On Monday, September 18, Toys “R” Us made a filing for Chapter 11 Bankruptcy protection, an action some analysts say has been a long time coming for the toy store.

This move was undertaken with just three months left to go before the lucrative holiday season. From November and December alone, retailers like Toys “R” Us have the potential of making nearly half of their average annual revenue. However, that won't make much difference to the toy retail chain with its debts of about $4.9 billion.
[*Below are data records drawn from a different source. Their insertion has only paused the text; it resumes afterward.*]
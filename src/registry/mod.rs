//! Process-scoped registries
//!
//! Both registries are plain objects handed to the engine at construction,
//! so tests can build isolated registries per case.

mod functions;
mod workflows;

pub use functions::{
    AsyncFunction, FunctionError, FunctionRegistry, NodeFunction, SyncFunction, async_fn, sync_fn,
};
pub use workflows::WorkflowRegistry;

use thiserror::Error;

/// Lookup failures in either registry
#[derive(Debug, Clone, Error, PartialEq, Eq)]
pub enum RegistryError {
    #[error("function '{name}' is not registered")]
    UnresolvedFunction { name: String },

    #[error("workflow '{name}' is not registered")]
    UnknownWorkflow { name: String },
}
Despite having been acquired in 2005 by private equity investors Kohlberg Kravis Roberts, Bain Capital Partners and Vornado Realty Trust in a $6.6 billion deal, Toys “R” Us, which is headquartered in Wayne, New Jersey, was still left with about $400 million in interest payments due next year. There is an additional $1.7 billion that will be due in 2019. The company’s chairman and CEO, Dave Brandon, says in a statement that the Chapter 11 bankruptcy filing marks the start of a new era for Toys “R” Us.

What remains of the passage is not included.